With collaborative consumption and new practices of service becoming increasingly widespread, existing spatial rules of the suburbs have become outdated and inadequate. Future Open Houses invites guests of Open House to an overview of the ways in which the new practices of Service might affect the spaces, patterns and protocols of the suburb. A 6-block case study zone in Levittown has been selected. What is a user-generated, bottom-up service economy were to take hold here? What are the logics of organization that would emerge? How would new landscape patterns, zoning codes and public/private rekationships evolve? EFGH proposes a catalogue of extended house typologies and spatial negotiations for the suburbs where increased density, opportunistic land use and new combinations of program coexist.
In collaboration with Droog and Diller Scofidio + Renfro
Sq ft: 4,000 sq ft
Status: on hold
A wine bar concept store in Mashantucket, Connecticut negotiates the key concepts of display, education and storage. A compact freestanding wine store expands in its open mode during business hours, and closes into a discrete cube when not operational. Each unit houses wine storage on the one side and a digital information screen with wine tasting capacities on the other. A complimentary strategy for the wine cube is a multi-purpose event store whereby the wine is stored and displayed on the periphery thus freeing up the center, which in turn is used for demos, display and televised seminars. A sculpted Corian table with embedded technology allows for informative interaction while wine tasting.
Location: Meridian Sq, Stratford, London
Sq ft: 1750 sq ft
Status: Competition 2010
POWERstrip is a porous urban edge. It is a small but vital addition to Meridian Square that disseminates information to the public and participates in the kinetic energy of this site. The structure provides a protective barrier to bus activity and allows for views and porosity, while providing a range of occupiable spaces and surfaces. The structure is permanent yet versatile. Through a simple two-phase construction sequence, the design of POWERstrip is able to accommodate diverse programming in its pre/during/post Olympic life. The “eco-rubber” surface acts as a large urban carpet, on which the linear structural elements are built. In the pre-Olympic phase, this series of structural frames is built to fascilitate a range of spatial encolsures with varying degrees of porosity. These exhibition spaces can be enclosed, semi-enclosed, semi-enclosed, covered or fully open. As the structure enters its post-Olympic life, a few key dividing walls are incorporated to acquire the new program. The material strategy is clear. The durable polished-steel exterior classing encloses soft yet robust interior surfaces. The reflectivity of the exterior steel paneling allows the kiosk to merge seamlessly with its environment, reflecting the existing colors and textures of Meridian square.

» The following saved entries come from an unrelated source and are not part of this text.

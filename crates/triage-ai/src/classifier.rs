//! Prototype-based zero-shot classification.
//!
//! Embeds a backlog item with the same provider and formatting as the
//! prototypes, scores it against every prototype by cosine similarity, and
//! picks the single best category. There is no threshold: a category is
//! always returned, however weak the match.

use triage_core::TextFormatter;

use crate::prototype::l2_norm;
use crate::{AiError, EmbeddingProvider, PrototypeCache};

/// Classifier bound to one provider's frozen prototype cache.
///
/// The cache is owned data, not captured state; building a new classifier
/// per provider activation keeps one provider's prototypes from leaking into
/// another's run.
pub struct Classifier<'f> {
    formatter: &'f TextFormatter,
    cache: PrototypeCache,
}

impl<'f> Classifier<'f> {
    pub fn new(formatter: &'f TextFormatter, cache: PrototypeCache) -> Self {
        Self { formatter, cache }
    }

    pub fn cache(&self) -> &PrototypeCache {
        &self.cache
    }

    /// Cosine similarity of `text` against every prototype, in taxonomy order.
    pub fn scores(
        &self,
        provider: &mut dyn EmbeddingProvider,
        text: &str,
    ) -> Result<Vec<(&str, f32)>, AiError> {
        let provider_id = provider.id().clone();
        if &provider_id != self.cache.provider() {
            return Err(AiError::ProviderMismatch {
                expected: self.cache.provider().clone(),
                actual: provider_id,
            });
        }

        let formatted = self.formatter.format(&provider_id, text);
        let embedding = provider
            .embed(&formatted)
            .map_err(|e| AiError::embed(&provider_id, e))?;

        if embedding.len() != self.cache.dim() {
            return Err(AiError::DimensionMismatch {
                provider: provider_id,
                expected: self.cache.dim(),
                actual: embedding.len(),
            });
        }

        let norm = l2_norm(&embedding);
        if norm == 0.0 || !norm.is_finite() {
            return Err(AiError::degenerate(&provider_id, text));
        }

        Ok(self
            .cache
            .prototypes()
            .iter()
            .map(|p| (p.id.as_str(), dot(&embedding, &p.vector) / (norm * p.norm)))
            .collect())
    }

    /// Best-matching category id for `text`.
    ///
    /// Ties go to the category listed first in the taxonomy.
    pub fn classify(
        &self,
        provider: &mut dyn EmbeddingProvider,
        text: &str,
    ) -> Result<&str, AiError> {
        let scores = self.scores(provider, text)?;
        let mut best: Option<(&str, f32)> = None;
        for (id, score) in scores {
            match best {
                Some((_, best_score)) if score <= best_score => {}
                _ => best = Some((id, score)),
            }
        }
        // A validated taxonomy has at least two categories.
        best.map(|(id, _)| id).ok_or_else(|| AiError::Embed {
            provider: self.cache.provider().clone(),
            reason: "prototype cache is empty".into(),
        })
    }
}

/// Cosine similarity: `a·b / (|a| |b|)`, in `[-1, 1]`.
///
/// `None` when the lengths differ or either vector has zero (or
/// non-finite) magnitude.
pub fn cosine_similarity(a: &[f32], b: &[f32]) -> Option<f32> {
    if a.len() != b.len() {
        return None;
    }
    let denom = l2_norm(a) * l2_norm(b);
    if denom == 0.0 || !denom.is_finite() {
        return None;
    }
    Some(dot(a, b) / denom)
}

fn dot(a: &[f32], b: &[f32]) -> f32 {
    a.iter().zip(b).map(|(x, y)| x * y).sum()
}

The interior surfaces stand in stark contrast , creating a respite from the hard surfaces and fast-paced nature of the surrounding spaces. The thoughtful selection of construction materials such as the recycled steel exterior panels and eco-rubber interior, as well as the harnessing of local resources such as rainwater and sun energy, help POWERstrip become a symbol of forward-looking design on this important site.
Project: Courtyard House 01
Location: Mattituck, NY
Sq ft: 1,200 sq ft
Status: on hold
Mix House is a 1,200 sq ft spec house in Mattituck, on the North Fork on Long Island, designed for a local developer. The prototype design for a sustainable single-family house compromises of 2 bedrooms and is a variation of the courtyard typology. The bedroom bar, which spans the courtyard, provides shelter for the carport below while framing the end views to the harbor beyond. A suspended concrete fireplace and wood storage component divides an otherwise open living space. An outdoor deck with swimming pool attach to the kitchen block and from a 3-dimensional knuckle at the intersection of the living spaces.
Location: New York City
Sq ft: 750 sq ft
Status: Complete, 2007
The design of the 600 sq ft interior and storefront for the new flagship restaurant Dogmatic Gourmet Sausage System on Union Square is based on the aesthetics of the butchery, which becomes the generative approach to the project. A 14’x4’ communal butcher-block table is the centerpiece for the space and incorporates retractable cantilevered seating to avoid any freestanding furniture. A raised built-in banquet on the west wall overlooks the restaurant while providing the base for the Sausage Wall-of Fame. A mural describing the Dogmatic story is baked onto the ceramic tiles using a transfer toner technique. The 11’ tall vertical glass menu board screens a portion of the open kitchen, while hanging off a steel armature from the restaurant hood. Meat hooks support the lighting cylinders on tracks. The custom steel designed storefront doors pivot to allow for maximum openness and connection to the outside.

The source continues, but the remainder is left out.